Тут должна бы происходить встреча сына с отцом…

Но как бывает на самом деле?

С некоторого времени я нахожусь во враждебном отношении к тем, кто их встречает, и, наоборот, очень тяготею к [туземным выходцам].

<На полях>:Я говорю, говорю и тыкну, а волчки между собою всегда по имени и отчеству.

11 Марта. По пути в Москву рано утром, на рассвете.

Разве это неправда, если я скажу, что есть нечто большее факта: мое творчество, из которого открывается факт в желанном мной направлении. «Красота спасет мир» {61} – это значит, придет время, и всемирный противник чужого факта, художник, будет не только мечтателем, как теперь, а осуществителем личного и красивого в жизни.

Я высказал свое желание заказать первому в России волчку сделать лодочки (дамские башмачки) такой красоты, чтобы можно было поставить их у себя на полочку и любоваться и удивлять всех иностранцев небывалым на свете художеством.

– Возможно, – спросил я, – найти такого волчка и заказать ему такие башмаки?

– Волчка, – отвечают, – такого можно найти и башмаки такие у нас вам сделают, только на какую же ногу?

– Это чтобы он сам уж догадался, какая нога для этого самая лучшая, работать пусть будет на неизвестную даму.

– Савелий Павлович, цыган из Марьиной Рощи, этот может.

– Да, тот может, – согласились все.

– Но… – сказал один, – без размера он делать не возьмется, как вы изволили сказать, на неизвестное, нога ему должна быть в натуре.

– Мало ли у него их перебывало, наверно, осталась у него какая-нибудь излюбленная: пусть сделает по этой ноге.

– Почему вы думаете, а может быть, и нету излюбленной, а просто нога: бывает нога разная, прямая, [тощая], а чтобы неизвестная… нет, он не возьмется работать на неизвестную даму.

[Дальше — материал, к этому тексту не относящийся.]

//! 扫描选项、进程级默认值，以及查询端的选项推导。
//!
//! | 键 | 格式 | 含义 |
//! |---|---|---|
//! | `envelope` | `"minX,maxX,minY,maxY"` | 地理窗口 |
//! | `grid` | `"width,height"` | 像素分辨率 |
//! | `weight` | 属性名或表达式（可选） | 权重策略 |
//! | `batch` | 正整数（可选） | 每批最多占用的像素数 |
//! | `sampling` | `vertices` / `traced`（可选） | 采样方式 |
use std::collections::HashMap;

use serde::{Deserialize, Serialize};

use crate::{
    grid::Sampling,
    snap::{Envelope, GridSnap},
    DensityError, Result,
};

pub const ENVELOPE_OPT: &str = "envelope";
pub const GRID_OPT: &str = "grid";
pub const WEIGHT_OPT: &str = "weight";
pub const BATCH_OPT: &str = "batch";
pub const SAMPLING_OPT: &str = "sampling";

/// 每批最多占用的像素数的默认值
pub const DEFAULT_BATCH_SIZE: usize = 50_000;

/// 覆盖[DensityConfig::batch_size]的环境变量
pub const BATCH_SIZE_ENV: &str = "GEO_DENSITY_BATCH_SIZE";

/// 进程级默认配置，在初始化扫描时显式传入
#[derive(Debug, Clone, PartialEq, Eq, Serialize, Deserialize)]
#[serde(default)]
pub struct DensityConfig {
    /// 网格占用的像素数达到该值时刷新一批
    pub batch_size: usize,
}

impl Default for DensityConfig {
    fn default() -> Self {
        Self {
            batch_size: DEFAULT_BATCH_SIZE,
        }
    }
}

impl DensityConfig {
    /// 默认值叠加环境变量覆盖
    pub fn from_env() -> Self {
        Self::default().with_overrides(|key| std::env::var(key).ok())
    }

    /// 用`lookup`查找覆盖值；无法解析或为0的值被忽略
    pub fn with_overrides(mut self, lookup: impl Fn(&str) -> Option<String>) -> Self {
        if let Some(v) = lookup(BATCH_SIZE_ENV)
            .and_then(|x| x.trim().parse::<usize>().ok())
            .filter(|v| *v > 0)
        {
            self.batch_size = v;
        }
        self
    }
}

/// 解析后的扫描选项
#[derive(Debug, Clone, PartialEq)]
pub struct DensityOptions {
    pub envelope: Envelope,
    pub width: usize,
    pub height: usize,
    pub weight: Option<String>,
    pub batch_size: Option<usize>,
    pub sampling: Sampling,
}

impl DensityOptions {
    /// 校验并解析选项；任何错误都在处理记录之前返回
    pub fn parse(options: &HashMap<String, String>) -> Result<Self> {
        let envelope = parse_envelope(required(options, ENVELOPE_OPT)?)?;
        let (width, height) = parse_grid(required(options, GRID_OPT)?)?;
        let weight = options
            .get(WEIGHT_OPT)
            .map(|w| w.trim())
            .filter(|w| !w.is_empty())
            .map(str::to_string);
        let batch_size = options
            .get(BATCH_OPT)
            .map(|v| parse_batch(v))
            .transpose()?;
        let sampling = options
            .get(SAMPLING_OPT)
            .map(|v| parse_sampling(v))
            .transpose()?
            .unwrap_or_default();
        Ok(DensityOptions {
            envelope,
            width,
            height,
            weight,
            batch_size,
            sampling,
        })
    }

    pub fn snap(&self) -> Result<GridSnap> {
        GridSnap::new(self.envelope, self.width, self.height)
    }
}

fn required<'a>(options: &'a HashMap<String, String>, key: &'static str) -> Result<&'a str> {
    options
        .get(key)
        .map(String::as_str)
        .ok_or(DensityError::MissingOption(key))
}

fn invalid(key: &'static str, value: &str, reason: impl Into<String>) -> DensityError {
    DensityError::InvalidOption {
        key,
        value: value.to_string(),
        reason: reason.into(),
    }
}

fn parse_envelope(value: &str) -> Result<Envelope> {
    let parts = value
        .split(',')
        .map(|part| part.trim().parse::<f64>())
        .collect::<std::result::Result<Vec<_>, _>>()
        .map_err(|e| invalid(ENVELOPE_OPT, value, e.to_string()))?;
    match parts[..] {
        [min_x, max_x, min_y, max_y] => Envelope::new(min_x, max_x, min_y, max_y),
        _ => Err(invalid(ENVELOPE_OPT, value, "需要4个数字: minX,maxX,minY,maxY")),
    }
}

fn parse_grid(value: &str) -> Result<(usize, usize)> {
    let parts = value
        .split(',')
        .map(|part| part.trim().parse::<usize>())
        .collect::<std::result::Result<Vec<_>, _>>()
        .map_err(|e| invalid(GRID_OPT, value, e.to_string()))?;
    match parts[..] {
        [width, height] if width > 0 && height > 0 => Ok((width, height)),
        [_, _] => Err(DensityError::InvalidGrid),
        _ => Err(invalid(GRID_OPT, value, "需要2个整数: width,height")),
    }
}

fn parse_batch(value: &str) -> Result<usize> {
    match value.trim().parse::<usize>() {
        Ok(v) if v > 0 => Ok(v),
        Ok(_) => Err(invalid(BATCH_OPT, value, "必须大于0")),
        Err(e) => Err(invalid(BATCH_OPT, value, e.to_string())),
    }
}

fn parse_sampling(value: &str) -> Result<Sampling> {
    match value.trim().to_ascii_lowercase().as_str() {
        "vertices" => Ok(Sampling::Vertices),
        "traced" => Ok(Sampling::Traced),
        _ => Err(invalid(SAMPLING_OPT, value, "需要vertices或traced")),
    }
}

/// 查询端：由密度请求推导扫描选项
///
/// # 示例
///
/// ```rust
/// # fn main() -> geo_density::Result<()> {
/// use geo_density::{DensityOptions, DensityQuery, Envelope};
///
/// let query = DensityQuery::new(Envelope::new(-180., 180., -90., 90.)?, 512, 256);
/// let options = query.to_options();
/// assert_eq!(options.len(), 2);
/// assert_eq!(options["grid"], "512,256");
/// assert_eq!(DensityOptions::parse(&options)?.width, 512);
/// # Ok(())}
/// ```
#[derive(Debug, Clone, PartialEq, Serialize, Deserialize)]
pub struct DensityQuery {
    pub envelope: Envelope,
    pub width: usize,
    pub height: usize,
    #[serde(default)]
    pub weight: Option<String>,
    #[serde(default)]
    pub batch_size: Option<usize>,
    #[serde(default)]
    pub sampling: Sampling,
}

impl DensityQuery {
    pub fn new(envelope: Envelope, width: usize, height: usize) -> Self {
        DensityQuery {
            envelope,
            width,
            height,
            weight: None,
            batch_size: None,
            sampling: Sampling::default(),
        }
    }

    pub fn weight(mut self, weight: impl Into<String>) -> Self {
        self.weight = Some(weight.into());
        self
    }

    pub fn batch_size(mut self, batch_size: usize) -> Self {
        self.batch_size = Some(batch_size);
        self
    }

    pub fn sampling(mut self, sampling: Sampling) -> Self {
        self.sampling = sampling;
        self
    }

    /// 生成扫描选项；未指定的可选项被省略，以便使用扫描端的默认值
    pub fn to_options(&self) -> HashMap<String, String> {
        let Envelope {
            min_x,
            max_x,
            min_y,
            max_y,
        } = self.envelope;
        let mut options = HashMap::new();
        options.insert(
            ENVELOPE_OPT.to_string(),
            format!("{min_x},{max_x},{min_y},{max_y}"),
        );
        options.insert(GRID_OPT.to_string(), format!("{},{}", self.width, self.height));
        if let Some(weight) = &self.weight {
            options.insert(WEIGHT_OPT.to_string(), weight.clone());
        }
        if let Some(batch_size) = self.batch_size {
            options.insert(BATCH_OPT.to_string(), batch_size.to_string());
        }
        if self.sampling != Sampling::default() {
            options.insert(SAMPLING_OPT.to_string(), "traced".to_string());
        }
        options
    }
}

Михаил Петрович Седов сказал, что волчки будут давать красоту производству, а фабрики будут только распространять, и привел в образец их гребеночное производство, они изготовляют полуфабрикат, пластину, а мастера делают гребенки.

Раньше у меня в жизни все плохо было, потому что я думал о посетившем меня видении, что оно неповторимо {62} , и я отдавался ему до самозабвения. Теперь я знаю, что не оскорбленное мною видение возвращается, я встречаю его без сумасшедшей тревоги и провожаю без отчаяния: оно, как весна, уходит и, пока я жив, непременно возвращается. Раньше я был ребенком, ныне я отец и добрый хозяин всех своих видений.

<На полях>:Дела: банк, «Новая Москва» (книга, деньги, рукопись, Миклухо, Герцен, Даль), позвонить Госплан и Соколову и пр.

Не забывай марксистку Елену Николаевну Вашкову!

13 Марта. Получил при сдаче в кондитерской первый серебряный двугривенный, совершенно такой же, как раньше, только с другими словами, он равняется теперь десяти миллиардам. Смотрю на двугривенный и говорю: «Ныне отпущаеши раба твоего».

14 Марта. Приятно бывает истратить 5 р. на подарки, но если в этом же доме эти 5 р. попросят взаймы – очень неприятно. Причина: первое делается по своей воле, второе – поневоле. Первое – в свое удовольствие, и последствием бывает радость и веселье. Второе ставит этих людей в вашу зависимость, они вам обязаны (как говорят в церкви: «обвязаны»).